Per quanto concerne il comparto tecnologico, il quadro dipinto dallo sviluppatore statunitense offre un soggetto interessante, seppur non esente da difetti. Skyrim: Special Edition gira a 1080p con un frame rate ancorato ai tradizionali 30 al secondo: considerando la stabilità di quest’ultimo anche nelle situazioni più delicate, dove la carica poligonale su schermo inizia ad essere ragguardevole, la scelta effettuata da Bethesda può solo che essere condivisa. Potremmo obiettare l’assenza dei fatidici 60 fps, tallone d’Achille di numerose remastered raramente raggiunto nonostante la bontà del materiale originale: diciamo che in un titolo come Skyrim, tutto tranne che frenetico nonostante la forte componente combat, la loro assenza lascia il tempo che trova, non pesando in alcun modo nell’economia della partita. Leggermente più fastidioso, a distanza di cinque anni, è osservare la staticità dei modelli dei personaggi: pur trattandosi di una “caratteristica” contro cui i fedeli di TES si scontrano da tempo, un leggero ammodernamento delle loro animazioni, troppo rigide e datate già nel 2011, avrebbe sicuramente giovato all’impatto generale. Per questa volta tocca accontentarsi di un leggerissimo revamp grafico, che garantisce una maggior pulizia dei modelli e una maggior cura del relativo dettaglio: il risultato finale, tuttavia, appare ancora leggermente anacronistico e parziale, specie se paragonato all’ammodernamento, stavolta evidente, delle ambientazioni.

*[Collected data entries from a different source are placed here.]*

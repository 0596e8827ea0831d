//! Blog repository tests

use assert_matches::assert_matches;
use clinic_backend::backend::BackendError;
use clinic_backend::shared::models::{
    BlogPostFilter, BlogPostInput, BlogSortField, BlogStats, PostStatus, SortOrder,
};
use pretty_assertions::assert_eq;

use crate::common::{create_patient, test_state};

fn input(author_id: i64, title: &str) -> BlogPostInput {
    BlogPostInput {
        title: title.to_string(),
        content: format!("Body of {}", title),
        author_id,
        ..Default::default()
    }
}

#[tokio::test]
async fn test_create_defaults_and_author_name() {
    let state = test_state().await;
    let author = create_patient(&state, "writer").await;

    let post = state.posts.create(input(author.id, "Hello")).await.unwrap();
    assert_eq!(post.status, PostStatus::Draft);
    assert_eq!(post.author_name, "writer");
    assert_eq!(post.view_count, 0);
    assert_eq!(post.excerpt, "");
    assert_eq!(post.published_at, None);
}

#[tokio::test]
async fn test_long_content_gets_truncated_excerpt() {
    let state = test_state().await;
    let author = create_patient(&state, "writer").await;

    let mut long = input(author.id, "Long");
    long.content = "a".repeat(201);
    let post = state.posts.create(long).await.unwrap();

    assert_eq!(post.excerpt, format!("{}...", "a".repeat(200)));
}

#[tokio::test]
async fn test_unknown_author_is_a_validation_error() {
    let state = test_state().await;

    let err = state.posts.create(input(999, "Orphan")).await.unwrap_err();
    assert_matches!(err, BackendError::Validation(_));
    assert_eq!(err.field(), Some("author_id"));
}

#[tokio::test]
async fn test_publish_sets_published_at_once() {
    let state = test_state().await;
    let author = create_patient(&state, "writer").await;
    let post = state.posts.create(input(author.id, "Lifecycle")).await.unwrap();

    let first = state.posts.publish(post.id).await.unwrap();
    assert_eq!(first.status, PostStatus::Published);
    let published_at = first.published_at.expect("published_at set");

    let second = state.posts.publish(post.id).await.unwrap();
    assert_eq!(second.published_at, Some(published_at));

    let draft = state.posts.unpublish(post.id).await.unwrap();
    assert_eq!(draft.status, PostStatus::Draft);
    assert_eq!(draft.published_at, Some(published_at));
}

#[tokio::test]
async fn test_update_keeps_author_and_stamps_publish() {
    let state = test_state().await;
    let author = create_patient(&state, "writer").await;
    let other = create_patient(&state, "other").await;
    let post = state.posts.create(input(author.id, "Draft")).await.unwrap();

    let mut change = input(other.id, "Edited");
    change.status = Some("published".into());
    let updated = state.posts.update(post.id, change).await.unwrap();

    assert_eq!(updated.title, "Edited");
    assert_eq!(updated.author_id, author.id);
    assert_eq!(updated.status, PostStatus::Published);
    assert!(updated.published_at.is_some());
    assert_eq!(updated.created_at, post.created_at);
}

#[tokio::test]
async fn test_missing_post() {
    let state = test_state().await;
    let author = create_patient(&state, "writer").await;

    assert_matches!(state.posts.get_by_id(42).await, Err(BackendError::NotFound(_)));
    assert_matches!(state.posts.delete(42).await, Err(BackendError::NotFound(_)));
    assert_matches!(
        state.posts.increment_view_count(42).await,
        Err(BackendError::NotFound(_))
    );
    assert_matches!(
        state.posts.update(42, input(author.id, "Nope")).await,
        Err(BackendError::NotFound(_))
    );
}

#[tokio::test]
async fn test_delete() {
    let state = test_state().await;
    let author = create_patient(&state, "writer").await;
    let post = state.posts.create(input(author.id, "Gone")).await.unwrap();

    state.posts.delete(post.id).await.unwrap();
    assert_matches!(state.posts.get_by_id(post.id).await, Err(BackendError::NotFound(_)));
}

#[tokio::test]
async fn test_stats() {
    let state = test_state().await;
    assert_eq!(state.posts.stats().await.unwrap(), BlogStats::default());

    let author = create_patient(&state, "writer").await;
    let a = state.posts.create(input(author.id, "A")).await.unwrap();
    state.posts.create(input(author.id, "B")).await.unwrap();
    state.posts.publish(a.id).await.unwrap();
    state.posts.increment_view_count(a.id).await.unwrap();
    state.posts.increment_view_count(a.id).await.unwrap();

    assert_eq!(
        state.posts.stats().await.unwrap(),
        BlogStats {
            total_posts: 2,
            published_posts: 1,
            draft_posts: 1,
            total_views: 2,
        }
    );
}

#[tokio::test]
async fn test_list_filters_and_sorting() {
    let state = test_state().await;
    let author = create_patient(&state, "writer").await;

    for (title, category) in [("Heart care", "Tim mạch"), ("Skin care", "Da liễu"), ("Apple diet", "Dinh dưỡng")] {
        let mut post = input(author.id, title);
        post.category = Some(category.into());
        state.posts.create(post).await.unwrap();
    }

    let newest_first = state.posts.list(&BlogPostFilter::default()).await.unwrap();
    let titles: Vec<_> = newest_first.iter().map(|p| p.title.as_str()).collect();
    assert_eq!(titles, vec!["Apple diet", "Skin care", "Heart care"]);

    let by_title = state
        .posts
        .list(&BlogPostFilter {
            sort_by: Some(BlogSortField::Title),
            sort_order: Some(SortOrder::Asc),
            limit: Some(2),
            offset: Some(1),
            ..Default::default()
        })
        .await
        .unwrap();
    let titles: Vec<_> = by_title.iter().map(|p| p.title.as_str()).collect();
    assert_eq!(titles, vec!["Heart care", "Skin care"]);

    let searched = state
        .posts
        .list(&BlogPostFilter {
            search: Some("CARE".into()),
            ..Default::default()
        })
        .await
        .unwrap();
    assert_eq!(searched.len(), 2);

    let by_category = state
        .posts
        .list(&BlogPostFilter {
            category: Some("Da liễu".into()),
            ..Default::default()
        })
        .await
        .unwrap();
    assert_eq!(by_category.len(), 1);
    assert_eq!(by_category[0].title, "Skin care");

    let published = state
        .posts
        .list(&BlogPostFilter {
            status: Some(PostStatus::Published),
            ..Default::default()
        })
        .await
        .unwrap();
    assert!(published.is_empty());
}

#[tokio::test]
async fn test_filters_match_stored_text_literally() {
    let state = test_state().await;
    let author = create_patient(&state, "writer").await;

    let mut qa = input(author.id, "Q&A: 100% recovery");
    qa.category = Some("Mẹ & Bé".into());
    state.posts.create(qa).await.unwrap();
    state.posts.create(input(author.id, "1000 tips")).await.unwrap();

    let search = |needle: &str| BlogPostFilter {
        search: Some(needle.into()),
        ..Default::default()
    };

    let ampersand = state.posts.list(&search("Q&A")).await.unwrap();
    assert_eq!(ampersand.len(), 1);
    assert_eq!(ampersand[0].title, "Q&amp;A: 100% recovery");

    let percent = state.posts.list(&search("100%")).await.unwrap();
    assert_eq!(percent.len(), 1);
    assert_eq!(percent[0].title, "Q&amp;A: 100% recovery");

    assert!(state.posts.list(&search("_")).await.unwrap().is_empty());

    let by_category = state
        .posts
        .list(&BlogPostFilter {
            category: Some(" Mẹ & Bé ".into()),
            ..Default::default()
        })
        .await
        .unwrap();
    assert_eq!(by_category.len(), 1);
}

#[tokio::test]
async fn test_escaping_can_outgrow_raw_length() {
    let state = test_state().await;
    let author = create_patient(&state, "writer").await;

    let post = state
        .posts
        .create(input(author.id, &"<".repeat(255)))
        .await
        .unwrap();

    assert_eq!(post.title, "&lt;".repeat(255));
    assert_eq!(post.title.len(), 1020);
}
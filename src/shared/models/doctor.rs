//! Doctor Data Structures
//!
//! Directory records for the clinic's medical staff.

use chrono::{DateTime, Utc};
use serde::{Deserialize, Serialize};
use std::str::FromStr;

use crate::shared::error::SharedError;
use crate::shared::models::{non_empty, parse_bounded, SortOrder};

/// Availability of a doctor
#[derive(Debug, Clone, Copy, Serialize, Deserialize, PartialEq, Eq, Hash)]
#[serde(rename_all = "snake_case")]
pub enum DoctorStatus {
    Active,
    OnLeave,
    Inactive,
}

impl Default for DoctorStatus {
    fn default() -> Self {
        DoctorStatus::Active
    }
}

impl DoctorStatus {
    pub fn as_str(&self) -> &'static str {
        match self {
            DoctorStatus::Active => "active",
            DoctorStatus::OnLeave => "on_leave",
            DoctorStatus::Inactive => "inactive",
        }
    }
}

impl FromStr for DoctorStatus {
    type Err = SharedError;

    fn from_str(s: &str) -> Result<Self, Self::Err> {
        match s {
            "active" => Ok(DoctorStatus::Active),
            "on_leave" => Ok(DoctorStatus::OnLeave),
            "inactive" => Ok(DoctorStatus::Inactive),
            other => Err(SharedError::unknown("doctor status", other)),
        }
    }
}

impl TryFrom<String> for DoctorStatus {
    type Error = SharedError;

    fn try_from(value: String) -> Result<Self, Self::Error> {
        value.parse()
    }
}

/// A stored doctor
#[cfg_attr(feature = "ssr", derive(sqlx::FromRow))]
#[derive(Debug, Clone, Serialize, Deserialize, PartialEq, Eq)]
pub struct Doctor {
    pub id: i64,
    pub name: String,
    pub email: String,
    pub phone: String,
    pub specialty: String,
    pub experience: String,
    pub education: String,
    pub bio: String,
    pub avatar: String,
    pub license_number: String,
    pub address: String,
    pub date_of_birth: String,
    pub gender: String,
    #[cfg_attr(feature = "ssr", sqlx(try_from = "String"))]
    pub status: DoctorStatus,
    pub certifications: String,
    /// Opaque schedule blob, usually JSON written by the admin UI
    pub working_hours: String,
    /// Minor currency units
    pub consultation_price: i64,
    pub patient_count: i64,
    pub appointment_count: i64,
    pub created_at: DateTime<Utc>,
    pub updated_at: DateTime<Utc>,
}

/// Raw create/update payload
///
/// There are no counter fields here: `patient_count` and
/// `appointment_count` belong to the server, and unknown JSON keys are
/// ignored.
#[derive(Debug, Clone, Default, Deserialize, Serialize)]
#[serde(default)]
pub struct DoctorInput {
    pub name: String,
    pub email: String,
    pub phone: String,
    pub specialty: String,
    pub experience: String,
    pub education: String,
    pub bio: String,
    pub avatar: String,
    pub license_number: String,
    pub address: String,
    pub date_of_birth: String,
    pub gender: String,
    pub status: Option<String>,
    pub certifications: String,
    pub working_hours: String,
    pub consultation_price: i64,
}

/// Validated, and after sanitization persistable, doctor fields
#[derive(Debug, Clone, PartialEq, Eq)]
pub struct DoctorDraft {
    pub name: String,
    pub email: String,
    pub phone: String,
    pub specialty: String,
    pub experience: String,
    pub education: String,
    pub bio: String,
    pub avatar: String,
    pub license_number: String,
    pub address: String,
    pub date_of_birth: String,
    pub gender: String,
    pub status: DoctorStatus,
    pub certifications: String,
    pub working_hours: String,
    pub consultation_price: i64,
}

/// Columns a doctor listing may be ordered by
#[derive(Debug, Clone, Copy, PartialEq, Eq)]
pub enum DoctorSortField {
    Name,
    Specialty,
    CreatedAt,
    PatientCount,
    AppointmentCount,
}

impl DoctorSortField {
    pub fn column(&self) -> &'static str {
        match self {
            DoctorSortField::Name => "name",
            DoctorSortField::Specialty => "specialty",
            DoctorSortField::CreatedAt => "created_at",
            DoctorSortField::PatientCount => "patient_count",
            DoctorSortField::AppointmentCount => "appointment_count",
        }
    }

    pub fn parse(s: &str) -> Option<Self> {
        match s {
            "name" => Some(DoctorSortField::Name),
            "specialty" => Some(DoctorSortField::Specialty),
            "created_at" => Some(DoctorSortField::CreatedAt),
            "patient_count" => Some(DoctorSortField::PatientCount),
            "appointment_count" => Some(DoctorSortField::AppointmentCount),
            _ => None,
        }
    }
}

/// Typed listing filter for doctors
#[derive(Debug, Clone, Default, PartialEq, Eq)]
pub struct DoctorFilter {
    pub search: Option<String>,
    pub specialty: Option<String>,
    pub status: Option<DoctorStatus>,
    pub limit: Option<i64>,
    pub offset: Option<i64>,
    pub sort_by: Option<DoctorSortField>,
    pub sort_order: Option<SortOrder>,
}

/// Doctor listing query string, exactly as received
#[derive(Debug, Clone, Default, Deserialize)]
pub struct DoctorQuery {
    pub search: Option<String>,
    pub specialty: Option<String>,
    pub status: Option<String>,
    pub limit: Option<String>,
    pub offset: Option<String>,
    pub sort_by: Option<String>,
    pub sort_order: Option<String>,
}

impl DoctorQuery {
    pub fn into_filter(self, default_limit: i64) -> Result<DoctorFilter, SharedError> {
        let status = non_empty(self.status)
            .map(|s| s.trim().parse::<DoctorStatus>())
            .transpose()?;

        Ok(DoctorFilter {
            search: non_empty(self.search),
            specialty: non_empty(self.specialty),
            status,
            limit: parse_bounded(self.limit.as_deref(), 1).or(Some(default_limit)),
            offset: parse_bounded(self.offset.as_deref(), 0),
            sort_by: self.sort_by.as_deref().and_then(DoctorSortField::parse),
            sort_order: self.sort_order.as_deref().and_then(SortOrder::parse),
        })
    }
}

Difficile uscire immuni dalle lusinghe di Skyrim: Special Edition
Che esse fossero le protagoniste assolute di Skyrim, a ben vedere, non è affatto un segreto: l’atmosfera epica, intrisa di quel fantasy affascinante e sospeso nel tempo, viene ulteriormente messa in risalto dal lavoro del developer, che aumenta la draw distance a dismisura (regalando in questo modo panorami evocativi che si spingono oltre l’orizzonte), arricchisce la vegetazione delle lande di Tamriel con un livello di dettaglio ben più che ragionevole e, cosa non da poco, rende il tutto ancor più pittorico con una realizzazione più sofisticata degli agenti atmosferici. A questo si aggiunge l’introduzione di nuovi shader per la realizzazione delle superfici irregolari, la nuova gestione dei corsi d’acqua (nettamente più realistica in termini sia fisici che di illuminazione), l’utilizzo di effetti particellari e volumetrici che corroborano le scene più epiche, rendendole più concrete nella resa visiva. Non sarà così raro ritrovarsi a fissare il panorama nel mezzo di una missione, ad osservare come le colline verdeggianti diventino via via più spoglie mentre si avvicinano all’orizzonte, per poi confondersi con le nuvole in lontananza, dove il gelo e la neve fanno da padroni: il colpo d’occhio è estasiante, e sfrutta a dovere l’hardware di nuova generazione delle ammiraglie Sony e Microsoft. Nulla da dire infine sull’impianto sonoro, che si conferma in linea con quanto già sperimentato cinque anni or sono: il Fus Ro Dah potrà anche essere compresso, ma fa sempre la propria porca figura.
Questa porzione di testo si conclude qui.